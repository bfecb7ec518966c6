//! Worker pool running the comparison.
//!
//! The dispatcher loads one snapshot per side, turns the union of table names
//! into a fixed queue of [`WorkItem`]s and spawns a pool of workers on a
//! [`JoinSet`]. Every worker opens its own connection pair, works on its own
//! clones of the snapshots and pulls items until the queue is empty. Finished
//! table blocks are appended to one shared buffer, under a lock held only for
//! the append.

use std::collections::{BTreeSet, VecDeque};
use std::sync::{Arc, Mutex, PoisonError};

use tokio::task::JoinSet;
use tracing::{debug, info};

use crate::block::OutputBlock;
use crate::config::CompareOptions;
use crate::dialect::{MySqlDialect, SqlDialect};
use crate::differ::{TableChange, TableDiffer};
use crate::error::{Result, Side, SyncError};
use crate::provider::{Connector, RowSource, SchemaProvider};
use crate::reconciler::RowReconciler;
use crate::schema::Snapshot;
use crate::script;

/// One table pair to compare. At least one side is present.
#[derive(Debug, Clone, PartialEq, Eq)]
pub struct WorkItem {
    /// Table name on the source, if it exists there.
    pub source: Option<String>,
    /// Table name on the target, if it exists there.
    pub target: Option<String>,
}

impl WorkItem {
    /// Name of the table, preferring the source side.
    #[must_use]
    pub fn name(&self) -> &str {
        self.source
            .as_deref()
            .or(self.target.as_deref())
            .unwrap_or_default()
    }
}

/// Pairs the tables of both snapshots by name, in name order.
///
/// A pair is skipped when any of its present names fails the whitelist.
#[must_use]
pub fn plan(source: &Snapshot, target: &Snapshot, options: &CompareOptions) -> Vec<WorkItem> {
    let names: BTreeSet<&str> = source.table_names().chain(target.table_names()).collect();
    names
        .into_iter()
        .map(|name| WorkItem {
            source: source.get_table(name).map(|t| t.name.clone()),
            target: target.get_table(name).map(|t| t.name.clone()),
        })
        .filter(|item| {
            let keep = [&item.source, &item.target]
                .into_iter()
                .flatten()
                .all(|name| options.is_whitelisted(name));
            if !keep {
                debug!(table = item.name(), "Skipping table outside the whitelist");
            }
            keep
        })
        .collect()
}

/// Runs a comparison across a pool of workers.
pub struct Dispatcher<C: Connector> {
    connector: Arc<C>,
    options: Arc<CompareOptions>,
}

impl<C: Connector> Dispatcher<C> {
    /// Creates a dispatcher opening connections through `connector`.
    #[must_use]
    pub fn new(connector: C, options: CompareOptions) -> Self {
        Self {
            connector: Arc::new(connector),
            options: Arc::new(options),
        }
    }

    /// Compares both databases and returns the synchronization script, or an
    /// empty string when they already match.
    ///
    /// # Errors
    ///
    /// Fails on invalid options before connecting. Once workers run, the first
    /// failing worker aborts the others and its error is returned.
    pub async fn run(&self) -> Result<String> {
        self.options.validate()?;
        let (source, target) = self.load_snapshots().await?;

        let items = plan(&source, &target, &self.options);
        let workers = self.options.concurrency.max(1).min(items.len());
        info!(
            tables = items.len(),
            workers,
            no_data = self.options.no_data,
            "Comparing databases"
        );

        let queue = Arc::new(Mutex::new(VecDeque::from(items)));
        let buffer = Arc::new(Mutex::new(String::new()));

        let mut tasks = JoinSet::new();
        for id in 0..workers {
            let connector = Arc::clone(&self.connector);
            let options = Arc::clone(&self.options);
            let snapshots = (source.clone(), target.clone());
            let queue = Arc::clone(&queue);
            let buffer = Arc::clone(&buffer);
            tasks.spawn(async move {
                let mut worker = Worker::connect(id, &*connector, options, snapshots).await?;
                worker.run(&queue, &buffer).await
            });
        }

        while let Some(joined) = tasks.join_next().await {
            match joined {
                Ok(Ok(())) => {}
                Ok(Err(err)) => {
                    tasks.abort_all();
                    return Err(err);
                }
                Err(err) => {
                    tasks.abort_all();
                    return Err(SyncError::Worker(err.to_string()));
                }
            }
        }

        let blocks = std::mem::take(&mut *buffer.lock().unwrap_or_else(PoisonError::into_inner));
        if blocks.is_empty() {
            info!("No difference between source and target");
        }
        Ok(script::assemble(&blocks))
    }

    async fn load_snapshots(&self) -> Result<(Snapshot, Snapshot)> {
        let mut snapshots = Vec::with_capacity(2);
        for (side, params) in [
            (Side::Source, &self.options.source),
            (Side::Target, &self.options.target),
        ] {
            let mut conn = self.connector.connect(side, params).await?;
            let mut snapshot = Snapshot::load(&params.schema, &mut conn).await?;
            let version = snapshot.server_version(&mut conn).await?;
            info!(%side, server = %params, version, "Loaded schema");
            snapshots.push(snapshot);
        }
        let target = snapshots.pop().unwrap_or_default();
        let source = snapshots.pop().unwrap_or_default();
        Ok((source, target))
    }
}

/// One member of the pool: a connection pair and private snapshot copies.
struct Worker<Conn> {
    id: usize,
    options: Arc<CompareOptions>,
    source_conn: Conn,
    target_conn: Conn,
    source: Snapshot,
    target: Snapshot,
    differ: TableDiffer<MySqlDialect>,
    reconciler: RowReconciler<MySqlDialect>,
}

impl<Conn: SchemaProvider + RowSource> Worker<Conn> {
    async fn connect<C>(
        id: usize,
        connector: &C,
        options: Arc<CompareOptions>,
        (source, target): (Snapshot, Snapshot),
    ) -> Result<Self>
    where
        C: Connector<Connection = Conn>,
    {
        let source_conn = connector.connect(Side::Source, &options.source).await?;
        let target_conn = connector.connect(Side::Target, &options.target).await?;
        let differ = TableDiffer::new(MySqlDialect::new());
        debug!(worker = id, dialect = differ.dialect().name(), "Worker connected");
        Ok(Self {
            id,
            options,
            source_conn,
            target_conn,
            source,
            target,
            differ,
            reconciler: RowReconciler::new(MySqlDialect::new()),
        })
    }

    async fn run(&mut self, queue: &Mutex<VecDeque<WorkItem>>, buffer: &Mutex<String>) -> Result<()> {
        let mut processed = 0usize;
        loop {
            let item = queue.lock().unwrap_or_else(PoisonError::into_inner).pop_front();
            let Some(item) = item else {
                break;
            };

            let block = self.process(&item).await?;
            processed += 1;
            if block.is_empty() {
                continue;
            }
            let rendered = block.render();
            buffer
                .lock()
                .unwrap_or_else(PoisonError::into_inner)
                .push_str(&rendered);
        }
        debug!(worker = self.id, processed, "Worker finished");
        Ok(())
    }

    async fn process(&mut self, item: &WorkItem) -> Result<OutputBlock> {
        let name = item.name();
        let mut block = OutputBlock::new(name);

        let source = item.source.as_deref().and_then(|n| self.source.tables.get(n));
        let mut target = item.target.as_deref().and_then(|n| self.target.tables.get_mut(n));
        let Some(change) = self.differ.diff(source, target.as_deref_mut()) else {
            return Ok(block);
        };
        let sync_data = self.options.syncs_data(name);
        debug!(worker = self.id, table = name, sync_data, "Comparing table");

        match (change, source) {
            (TableChange::Drop(sql), _) => block.drop = Some(sql),
            (TableChange::Create, Some(source)) => {
                block.create = Some(self.source_conn.show_create_table(&source.name).await?);
                if sync_data {
                    block.rows(self.reconciler.dump(&mut self.source_conn, source, false).await?);
                }
            }
            (TableChange::Alter(diff), Some(source)) => {
                block.alter = diff.statement(self.differ.dialect(), name);
                if sync_data {
                    let changes = match target.as_deref() {
                        Some(target) if !diff.identity_invalidated => {
                            self.reconciler
                                .reconcile(&mut self.source_conn, source, &mut self.target_conn, target)
                                .await?
                        }
                        _ => self.reconciler.dump(&mut self.source_conn, source, true).await?,
                    };
                    block.rows(changes);
                }
            }
            (_, None) => {}
        }
        Ok(block)
    }
}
########################################
## [PROBLEM DESCRIPTION]
Copy out every record above exactly as written.

## [EXERCISE RESULT]
repository bfecb7ec518966c6
//! Worker pool running the comparison.
//!
//! The dispatcher loads one snapshot per side, turns the union of table names
//! into a fixed queue of [`WorkItem`]s and spawns a pool of workers on a
//! [`JoinSet`]. Every worker opens its own connection pair, works on its own
//! clones of the snapshots and pulls items until the queue is empty. Finished
//! table blocks are appended to one shared buffer, under a lock held only for
//! the append.

use std::collections::{BTreeSet, VecDeque};
use std::sync::{Arc, Mutex, PoisonError};

use tokio::task::JoinSet;
use tracing::{debug, info};

use crate::block::OutputBlock;
use crate::config::CompareOptions;
use crate::dialect::{MySqlDialect, SqlDialect};
use crate::differ::{TableChange, TableDiffer};
use crate::error::{Result, Side, SyncError};
use crate::provider::{Connector, RowSource, SchemaProvider};
use crate::reconciler::RowReconciler;
use crate::schema::Snapshot;
use crate::script;

/// One table pair to compare. At least one side is present.
#[derive(Debug, Clone, PartialEq, Eq)]
pub struct WorkItem {
    /// Table name on the source, if it exists there.
    pub source: Option<String>,
    /// Table name on the target, if it exists there.
    pub target: Option<String>,
}

impl WorkItem {
    /// Name of the table, preferring the source side.
    #[must_use]
    pub fn name(&self) -> &str {
        self.source
            .as_deref()
            .or(self.target.as_deref())
            .unwrap_or_default()
    }
}

/// Pairs the tables of both snapshots by name, in name order.
///
/// A pair is skipped when any of its present names fails the whitelist.
#[must_use]
pub fn plan(source: &Snapshot, target: &Snapshot, options: &CompareOptions) -> Vec<WorkItem> {
    let names: BTreeSet<&str> = source.table_names().chain(target.table_names()).collect();
    names
        .into_iter()
        .map(|name| WorkItem {
            source: source.get_table(name).map(|t| t.name.clone()),
            target: target.get_table(name).map(|t| t.name.clone()),
        })
        .filter(|item| {
            let keep = [&item.source, &item.target]
                .into_iter()
                .flatten()
                .all(|name| options.is_whitelisted(name));
            if !keep {
                debug!(table = item.name(), "Skipping table outside the whitelist");
            }
            keep
        })
        .collect()
}

/// Runs a comparison across a pool of workers.
pub struct Dispatcher<C: Connector> {
    connector: Arc<C>,
    options: Arc<CompareOptions>,
}

impl<C: Connector> Dispatcher<C> {
    /// Creates a dispatcher opening connections through `connector`.
    #[must_use]
    pub fn new(connector: C, options: CompareOptions) -> Self {
        Self {
            connector: Arc::new(connector),
            options: Arc::new(options),
        }
    }

    /// Compares both databases and returns the synchronization script, or an
    /// empty string when they already match.
    ///
    /// # Errors
    ///
    /// Fails on invalid options before connecting. Once workers run, the first
    /// failing worker aborts the others and its error is returned.
    pub async fn run(&self) -> Result<String> {
        self.options.validate()?;
        let (source, target) = self.load_snapshots().await?;

        let items = plan(&source, &target, &self.options);
        let workers = self.options.concurrency.max(1).min(items.len());
        info!(
            tables = items.len(),
            workers,
            no_data = self.options.no_data,
            "Comparing databases"
        );

        let queue = Arc::new(Mutex::new(VecDeque::from(items)));
        let buffer = Arc::new(Mutex::new(String::new()));

        let mut tasks = JoinSet::new();
        for id in 0..workers {
            let connector = Arc::clone(&self.connector);
            let options = Arc::clone(&self.options);
            let snapshots = (source.clone(), target.clone());
            let queue = Arc::clone(&queue);
            let buffer = Arc::clone(&buffer);
            tasks.spawn(async move {
                let mut worker = Worker::connect(id, &*connector, options, snapshots).await?;
                worker.run(&queue, &buffer).await
            });
        }

        while let Some(joined) = tasks.join_next().await {
            match joined {
                Ok(Ok(())) => {}
                Ok(Err(err)) => {
                    tasks.abort_all();
                    return Err(err);
                }
                Err(err) => {
                    tasks.abort_all();
                    return Err(SyncError::Worker(err.to_string()));
                }
            }
        }

        let blocks = std::mem::take(&mut *buffer.lock().unwrap_or_else(PoisonError::into_inner));
        if blocks.is_empty() {
            info!("No difference between source and target");
        }
        Ok(script::assemble(&blocks))
    }

    async fn load_snapshots(&self) -> Result<(Snapshot, Snapshot)> {
        let mut snapshots = Vec::with_capacity(2);
        for (side, params) in [
            (Side::Source, &self.options.source),
            (Side::Target, &self.options.target),
        ] {
            let mut conn = self.connector.connect(side, params).await?;
            let mut snapshot = Snapshot::load(&params.schema, &mut conn).await?;
            let version = snapshot.server_version(&mut conn).await?;
            info!(%side, server = %params, version, "Loaded schema");
            snapshots.push(snapshot);
        }
        let target = snapshots.pop().unwrap_or_default();
        let source = snapshots.pop().unwrap_or_default();
        Ok((source, target))
    }
}

/// One member of the pool: a connection pair and private snapshot copies.
struct Worker<Conn> {
    id: usize,
    options: Arc<CompareOptions>,
    source_conn: Conn,
    target_conn: Conn,
    source: Snapshot,
    target: Snapshot,
    differ: TableDiffer<MySqlDialect>,
    reconciler: RowReconciler<MySqlDialect>,
}

impl<Conn: SchemaProvider + RowSource> Worker<Conn> {
    async fn connect<C>(
        id: usize,
        connector: &C,
        options: Arc<CompareOptions>,
        (source, target): (Snapshot, Snapshot),
    ) -> Result<Self>
    where
        C: Connector<Connection = Conn>,
    {
        let source_conn = connector.connect(Side::Source, &options.source).await?;
        let target_conn = connector.connect(Side::Target, &options.target).await?;
        let differ = TableDiffer::new(MySqlDialect::new());
        debug!(worker = id, dialect = differ.dialect().name(), "Worker connected");
        Ok(Self {
            id,
            options,
            source_conn,
            target_conn,
            source,
            target,
            differ,
            reconciler: RowReconciler::new(MySqlDialect::new()),
        })
    }

    async fn run(&mut self, queue: &Mutex<VecDeque<WorkItem>>, buffer: &Mutex<String>) -> Result<()> {
        let mut processed = 0usize;
        loop {
            let item = queue.lock().unwrap_or_else(PoisonError::into_inner).pop_front();
            let Some(item) = item else {
                break;
            };

            let block = self.process(&item).await?;
            processed += 1;
            if block.is_empty() {
                continue;
            }
            let rendered = block.render();
            buffer
                .lock()
                .unwrap_or_else(PoisonError::into_inner)
                .push_str(&rendered);
        }
        debug!(worker = self.id, processed, "Worker finished");
        Ok(())
    }

    async fn process(&mut self, item: &WorkItem) -> Result<OutputBlock> {
        let name = item.name();
        let mut block = OutputBlock::new(name);

        let source = item.source.as_deref().and_then(|n| self.source.tables.get(n));
        let mut target = item.target.as_deref().and_then(|n| self.target.tables.get_mut(n));
        let Some(change) = self.differ.diff(source, target.as_deref_mut()) else {
            return Ok(block);
        };
        let sync_data = self.options.syncs_data(name);
        debug!(worker = self.id, table = name, sync_data, "Comparing table");

        match (change, source) {
            (TableChange::Drop(sql), _) => block.drop = Some(sql),
            (TableChange::Create, Some(source)) => {
                block.create = Some(self.source_conn.show_create_table(&source.name).await?);
                if sync_data {
                    block.rows(self.reconciler.dump(&mut self.source_conn, source, false).await?);
                }
            }
            (TableChange::Alter(diff), Some(source)) => {
                block.alter = diff.statement(self.differ.dialect(), name);
                if sync_data {
                    let changes = match target.as_deref() {
                        Some(target) if !diff.identity_invalidated => {
                            self.reconciler
                                .reconcile(&mut self.source_conn, source, &mut self.target_conn, target)
                                .await?
                        }
                        _ => self.reconciler.dump(&mut self.source_conn, source, true).await?,
                    };
                    block.rows(changes);
                }
            }
            (_, None) => {}
        }
        Ok(block)
    }
}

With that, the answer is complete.